**Problem**: If a line below includes the string "shaped", copy it.

---------- Data for the task ----------

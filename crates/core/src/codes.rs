//! Code, token, and session-id minting plus scan-payload extraction.
//!
//! Connection codes and invitation tokens are shareable strings, so they
//! use a readable `{prefix}_{unix_millis}_{random}` shape rather than a
//! bare UUID. Row-level identifiers that never leave the server use
//! UUID v7.

use rand::Rng;

use crate::clock::Clock;
use crate::types::Timestamp;

// ---------------------------------------------------------------------------
// Constants
// ---------------------------------------------------------------------------

/// Prefix for QR connection codes (the shareable "connect with me" token).
pub const CONNECTION_CODE_PREFIX: &str = "conn";

/// Prefix for invitation-namespace codes. Deliberately distinct from
/// [`CONNECTION_CODE_PREFIX`] so an emailed invitation token can never be
/// replayed as a reusable profile-scan code.
pub const INVITATION_CODE_PREFIX: &str = "invc";

/// Prefix for invitation row identifiers embedded in registration URLs.
pub const INVITATION_ID_PREFIX: &str = "inv";

/// Prefix for scan event identifiers.
pub const SCAN_ID_PREFIX: &str = "scan";

/// Prefix for browsing-session identifiers.
pub const SESSION_ID_PREFIX: &str = "sess";

/// Length of the random alphanumeric suffix on minted tokens.
pub const TOKEN_SUFFIX_LENGTH: usize = 9;

/// Connection codes live for 24 hours from generation.
pub const CONNECTION_CODE_TTL_HOURS: i64 = 24;

/// Email invitations live for 7 days from dispatch.
pub const INVITATION_TTL_DAYS: i64 = 7;

// ---------------------------------------------------------------------------
// Minting
// ---------------------------------------------------------------------------

/// Mint a token of the form `{prefix}_{unix_millis}_{random}`.
///
/// The millisecond timestamp makes collisions need both the same
/// millisecond and the same 9-character random suffix; the database
/// additionally enforces uniqueness on every token column.
fn mint_token(prefix: &str, clock: &dyn Clock) -> String {
    let suffix: String = rand::rng()
        .sample_iter(&rand::distr::Alphanumeric)
        .take(TOKEN_SUFFIX_LENGTH)
        .map(char::from)
        .collect();
    format!(
        "{prefix}_{}_{}",
        clock.now().timestamp_millis(),
        suffix.to_ascii_lowercase()
    )
}

/// Mint a shareable QR connection code (`conn_...`).
pub fn mint_connection_code(clock: &dyn Clock) -> String {
    mint_token(CONNECTION_CODE_PREFIX, clock)
}

/// Mint an invitation-namespace code (`invc_...`).
pub fn mint_invitation_code(clock: &dyn Clock) -> String {
    mint_token(INVITATION_CODE_PREFIX, clock)
}

/// Mint an invitation identifier (`inv_...`).
pub fn mint_invitation_id(clock: &dyn Clock) -> String {
    mint_token(INVITATION_ID_PREFIX, clock)
}

/// Mint a scan event identifier (`scan_...`).
pub fn mint_scan_id(clock: &dyn Clock) -> String {
    mint_token(SCAN_ID_PREFIX, clock)
}

/// Mint a browsing-session identifier (`sess_...`).
///
/// Session ids are stable per browsing session: the client echoes the id
/// back on subsequent scans and a fresh one is minted only when none is
/// supplied.
pub fn mint_session_id(clock: &dyn Clock) -> String {
    mint_token(SESSION_ID_PREFIX, clock)
}

// ---------------------------------------------------------------------------
// Expiry
// ---------------------------------------------------------------------------

/// Expiry instant for a connection code generated at `now`.
pub fn connection_code_expiry(now: Timestamp) -> Timestamp {
    now + chrono::Duration::hours(CONNECTION_CODE_TTL_HOURS)
}

/// Expiry instant for an email invitation dispatched at `now`.
pub fn invitation_expiry(now: Timestamp) -> Timestamp {
    now + chrono::Duration::days(INVITATION_TTL_DAYS)
}

/// Whether a code row may still resolve to a profile view.
///
/// Inactive codes and codes at or past their expiry never resolve.
pub fn code_is_usable(is_active: bool, expires_at: Timestamp, now: Timestamp) -> bool {
    is_active && now < expires_at
}

// ---------------------------------------------------------------------------
// URL building
// ---------------------------------------------------------------------------

/// Canonical scan URL embedded in the QR image.
pub fn scan_url(origin: &str, scan_id: &str, code: &str) -> String {
    format!("{}/scan/{scan_id}?code={code}", origin.trim_end_matches('/'))
}

/// Registration URL embedded in an invitation email. Carries both tokens;
/// completing registration requires presenting the exact pair.
pub fn registration_url(origin: &str, invitation_id: &str, code: &str) -> String {
    format!(
        "{}/app/register?invitation={invitation_id}&code={code}",
        origin.trim_end_matches('/')
    )
}

// ---------------------------------------------------------------------------
// Extraction
// ---------------------------------------------------------------------------

/// Extract a connection code from whatever a scanner hands us.
///
/// Accepted shapes, in precedence order:
///
/// 1. Legacy JSON payload: `{"c": "<code>"}` (older QR images)
/// 2. Current scan URL: `.../scan/{scan_id}?code=<code>`
/// 3. Legacy share URL: `.../share/<code>`
/// 4. A raw code string
///
/// Malformed input yields `None`, never an error -- callers branch on the
/// absence of a value and the UI says "not found".
pub fn extract_code(raw: &str) -> Option<String> {
    let input = raw.trim();
    if input.is_empty() {
        return None;
    }

    // 1. Legacy JSON payload with a `c` field.
    if input.starts_with('{') {
        let value: serde_json::Value = serde_json::from_str(input).ok()?;
        let code = value.get("c")?.as_str()?.trim();
        return if code.is_empty() {
            None
        } else {
            Some(code.to_string())
        };
    }

    // 2. Current scan URL: the code travels in the query string.
    if input.contains("/scan/") {
        return extract_query_param(input, "code");
    }

    // 3. Legacy share URL: the code is the trailing path segment.
    if let Some(rest) = input.split("/share/").nth(1) {
        let code = rest
            .split(['?', '#'])
            .next()
            .unwrap_or("")
            .trim_end_matches('/');
        return if code.is_empty() {
            None
        } else {
            Some(code.to_string())
        };
    }

    // 4. Raw code string. Anything URL-shaped that did not match a known
    // route is malformed rather than a bare code.
    if input.contains("://") || input.contains('/') {
        return None;
    }
    Some(input.to_string())
}

/// Pull a single query parameter out of a URL-shaped string.
fn extract_query_param(input: &str, name: &str) -> Option<String> {
    let query = input.split('?').nth(1)?;
    for pair in query.split('&') {
        let mut parts = pair.splitn(2, '=');
        if parts.next() == Some(name) {
            let value = parts.next().unwrap_or("").trim();
            if !value.is_empty() {
                return Some(value.to_string());
            }
        }
    }
    None
}

// ---------------------------------------------------------------------------
// Tests
// ---------------------------------------------------------------------------

#[cfg(test)]
mod tests {
    use super::*;
    use crate::clock::{FixedClock, SystemClock};

    fn fixed() -> FixedClock {
        FixedClock(chrono::DateTime::from_timestamp_millis(1_700_000_000_000).unwrap())
    }

    // -- Minting -----------------------------------------------------------

    #[test]
    fn connection_code_has_expected_shape() {
        let code = mint_connection_code(&fixed());
        let parts: Vec<&str> = code.splitn(3, '_').collect();
        assert_eq!(parts[0], "conn");
        assert_eq!(parts[1], "1700000000000");
        assert_eq!(parts[2].len(), TOKEN_SUFFIX_LENGTH);
        assert!(parts[2].chars().all(|c| c.is_ascii_alphanumeric()));
    }

    #[test]
    fn invitation_code_uses_distinct_namespace() {
        let clock = fixed();
        let conn = mint_connection_code(&clock);
        let invc = mint_invitation_code(&clock);
        assert!(conn.starts_with("conn_"));
        assert!(invc.starts_with("invc_"));
        assert!(!invc.starts_with("conn_"));
    }

    #[test]
    fn minted_tokens_are_unique() {
        let clock = SystemClock;
        let a = mint_connection_code(&clock);
        let b = mint_connection_code(&clock);
        assert_ne!(a, b);
    }

    #[test]
    fn scan_and_session_ids_carry_their_prefixes() {
        let clock = fixed();
        assert!(mint_scan_id(&clock).starts_with("scan_"));
        assert!(mint_session_id(&clock).starts_with("sess_"));
        assert!(mint_invitation_id(&clock).starts_with("inv_"));
    }

    // -- Expiry ------------------------------------------------------------

    #[test]
    fn connection_code_expires_after_24_hours() {
        let now = fixed().0;
        assert_eq!(connection_code_expiry(now), now + chrono::Duration::hours(24));
    }

    #[test]
    fn invitation_expires_after_7_days() {
        let now = fixed().0;
        assert_eq!(invitation_expiry(now), now + chrono::Duration::days(7));
    }

    #[test]
    fn usable_code_within_expiry() {
        let now = fixed().0;
        assert!(code_is_usable(true, now + chrono::Duration::hours(1), now));
    }

    #[test]
    fn inactive_code_is_never_usable() {
        let now = fixed().0;
        assert!(!code_is_usable(false, now + chrono::Duration::hours(1), now));
    }

    #[test]
    fn expired_code_is_never_usable() {
        let now = fixed().0;
        assert!(!code_is_usable(true, now - chrono::Duration::seconds(1), now));
        // Exactly at expiry counts as expired.
        assert!(!code_is_usable(true, now, now));
    }

    // -- URL building ------------------------------------------------------

    #[test]
    fn scan_url_has_canonical_shape() {
        let url = scan_url("https://knect.app", "scan_1_abc", "conn_1_xyz");
        assert_eq!(url, "https://knect.app/scan/scan_1_abc?code=conn_1_xyz");
    }

    #[test]
    fn registration_url_embeds_both_tokens() {
        let url = registration_url("https://knect.app/", "inv_1_a", "invc_1_b");
        assert_eq!(
            url,
            "https://knect.app/app/register?invitation=inv_1_a&code=invc_1_b"
        );
    }

    // -- Extraction --------------------------------------------------------

    #[test]
    fn extracts_from_json_payload() {
        let code = extract_code(r#"{"c": "conn_1700000000000_ab12cd34e"}"#);
        assert_eq!(code.as_deref(), Some("conn_1700000000000_ab12cd34e"));
    }

    #[test]
    fn json_payload_without_c_field_is_malformed() {
        assert_eq!(extract_code(r#"{"code": "conn_1_x"}"#), None);
        assert_eq!(extract_code(r#"{"c": ""}"#), None);
        assert_eq!(extract_code(r#"{"c": 42}"#), None);
    }

    #[test]
    fn invalid_json_is_malformed_not_a_panic() {
        assert_eq!(extract_code("{not json"), None);
    }

    #[test]
    fn extracts_from_scan_url_query() {
        let url = "https://knect.app/scan/scan_1_abc?code=conn_1_xyz&utm=qr";
        assert_eq!(extract_code(url).as_deref(), Some("conn_1_xyz"));
    }

    #[test]
    fn scan_url_without_code_param_is_malformed() {
        assert_eq!(extract_code("https://knect.app/scan/scan_1_abc"), None);
        assert_eq!(extract_code("https://knect.app/scan/scan_1_abc?code="), None);
    }

    #[test]
    fn extracts_from_legacy_share_url() {
        let url = "https://knect.app/share/conn_1_xyz";
        assert_eq!(extract_code(url).as_deref(), Some("conn_1_xyz"));
    }

    #[test]
    fn share_url_strips_query_and_fragment() {
        assert_eq!(
            extract_code("https://knect.app/share/conn_1_xyz?ref=mail#top").as_deref(),
            Some("conn_1_xyz")
        );
    }

    #[test]
    fn raw_code_passes_through() {
        assert_eq!(
            extract_code("  conn_1700000000000_ab12cd34e ").as_deref(),
            Some("conn_1700000000000_ab12cd34e")
        );
    }

    #[test]
    fn unknown_url_shape_is_malformed() {
        assert_eq!(extract_code("https://knect.app/profile/42"), None);
    }

    #[test]
    fn empty_input_is_malformed() {
        assert_eq!(extract_code(""), None);
        assert_eq!(extract_code("   "), None);
    }

    #[test]
    fn json_payload_wins_over_embedded_url() {
        // A JSON payload whose `c` value looks like a URL is still read as
        // the JSON field, not re-parsed as a URL.
        let code = extract_code(r#"{"c": "conn_1_json"}"#);
        assert_eq!(code.as_deref(), Some("conn_1_json"));
    }
}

----------

**Task result**:
    // 4. Raw code string. Anything URL-shaped that did not match a known
/// Pull a single query parameter out of a URL-shaped string.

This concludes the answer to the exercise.